### Problem requirements
Pull out every line below that contains the word "dependency".

### Supplied records
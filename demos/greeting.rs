//! Resolving a small provider graph in sync and async calls
//!
//! ```bash
//! cargo run --example greeting
//! ```

use booster::{AsyncResource, Context, DiError, Provider};
use std::sync::Arc;
use std::time::Duration;

struct Greeting(String);
struct Recipient(String);
struct Message(String);

/// Stands in for a connection that must be closed
struct Mailbox {
    owner: String,
}

fn main() -> Result<(), DiError> {
    #[cfg(feature = "logging")]
    booster::logging::init();

    let runtime = tokio::runtime::Builder::new_current_thread()
        .enable_time()
        .build()
        .map_err(|e| DiError::Internal(e.to_string()))?;

    let ctx = Context::new();

    // A sync provider may not require an async one
    let rejected = ctx.solve([
        Provider::asyncfunction(|(): ()| async { Recipient("World".into()) }),
        Provider::function(|r: Arc<Recipient>| Message(r.0.clone())),
    ]);
    if let Err(e) = rejected {
        println!("Rejected: {e}");
    }

    let _solved = ctx.solve([
        Provider::value(Greeting("Hello".into())),
        Provider::asyncfunction(|(): ()| async {
            tokio::time::sleep(Duration::from_millis(10)).await;
            Recipient("World".into())
        }),
        Provider::asyncfunction(|(g, r): (Arc<Greeting>, Arc<Recipient>)| async move {
            Message(format!("{} {}", g.0, r.0))
        }),
        Provider::async_resource(|recipient: Arc<Recipient>| async move {
            println!("  [mailbox] opening for {}", recipient.0);
            Ok::<_, std::io::Error>(
                AsyncResource::new(Mailbox {
                    owner: recipient.0.clone(),
                })
                .on_async_release(|mailbox| async move {
                    println!("  [mailbox] closing for {}", mailbox.owner);
                    Ok::<_, std::io::Error>(())
                }),
            )
        }),
    ])?;

    match ctx.resolve::<Message>() {
        Ok(message) => println!("Sync call: {}", message.0),
        Err(e) => println!("Sync call: {e}"),
    }

    let message = runtime.block_on(ctx.resolve_async::<Message>())?;
    println!("Async call: {}", message.0);

    let text = runtime.block_on(
        ctx.invoke()
            .value(Recipient("Everyone".into()))
            .call_async(|m: Arc<Message>| async move { m.0.clone() }),
    )?;
    println!("With an explicit recipient: {text}");

    // The mailbox is closed when the call returns
    runtime.block_on(ctx.invoke().call_async(
        |(mailbox, greeting): (Arc<Mailbox>, Arc<Greeting>)| async move {
            println!("  {} from {}'s mailbox", greeting.0, mailbox.owner);
        },
    ))?;

    // Shared for the whole block: opened once, closed on exit
    runtime.block_on(async {
        let scope = ctx.shared().dependency::<Mailbox>().enter_async().await?;
        for _ in 0..3 {
            let mailbox = ctx.resolve_async::<Mailbox>().await?;
            println!("  reusing {}'s mailbox", mailbox.owner);
        }
        scope.aclose().await
    })?;

    Ok(())
}
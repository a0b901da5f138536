//! Example demonstrating logging capabilities
//!
//! Run with JSON logging (production):
//! ```bash
//! cargo run --example logging --features logging-json
//! ```
//!
//! Run with pretty logging (development):
//! ```bash
//! cargo run --example logging --features logging-pretty
//! ```
//!
//! Per-dependency decisions are logged at `trace`:
//! ```bash
//! RUST_LOG=booster=trace cargo run --example logging --features logging-pretty
//! ```

use booster::{Context, Provider, Resource};
use std::sync::Arc;

struct Database {
    url: String,
}

struct UserService {
    db: Arc<Database>,
}

struct RequestId(String);

fn main() {
    booster::logging::builder()
        .pretty()
        .from_env()
        .booster_only()
        .init();

    println!("=== Booster Logging Demo ===\n");

    // logs: "Creating new root context"
    let ctx = Context::new();

    // logs: "Provider batch registered", "Activating provider solution"
    let _solved = ctx
        .solve([
            Provider::resource(|(): ()| {
                Ok::<_, std::io::Error>(
                    Resource::new(Database {
                        url: "postgres://localhost/mydb".into(),
                    })
                    .on_release(|db| {
                        println!("  [app] disconnecting from {}", db.url);
                        Ok::<_, std::io::Error>(())
                    }),
                )
            }),
            Provider::function(|db: Arc<Database>| UserService { db }),
        ])
        .unwrap();

    // logs: "Resolving dependencies", "Entering sync provider", "Closing cleanup stack"
    let users = ctx.resolve::<UserService>().unwrap();
    println!("Resolved user service on {}", users.db.url);

    // logs: "Entered shared scope", "Exited shared scope"
    let scope = ctx
        .shared()
        .value(RequestId("req-12345".into()))
        .dependency::<Database>()
        .enter()
        .unwrap();
    let request = ctx.get::<RequestId>().unwrap();
    println!("Handling {}", request.0);

    // trace: "Using current value"
    ctx.invoke()
        .call(|(db, id): (Arc<Database>, Arc<RequestId>)| {
            println!("  {} uses {}", id.0, db.url);
        })
        .unwrap();
    scope.close().unwrap();

    // logs: "Forking context"
    let worker = ctx.fork();
    println!("Forked context at depth {}", worker.depth());

    // Missing provider error
    let missing = ctx.resolve::<RequestId>();
    println!("Outside the scope: {}", missing.err().map(|e| e.to_string()).unwrap_or_default());

    println!("\n=== Demo Complete ===");
}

### Task result
        let scope = ctx.shared().dependency::<Mailbox>().enter_async().await?;
//! Per-dependency decisions are logged at `trace`:
        .dependency::<Database>()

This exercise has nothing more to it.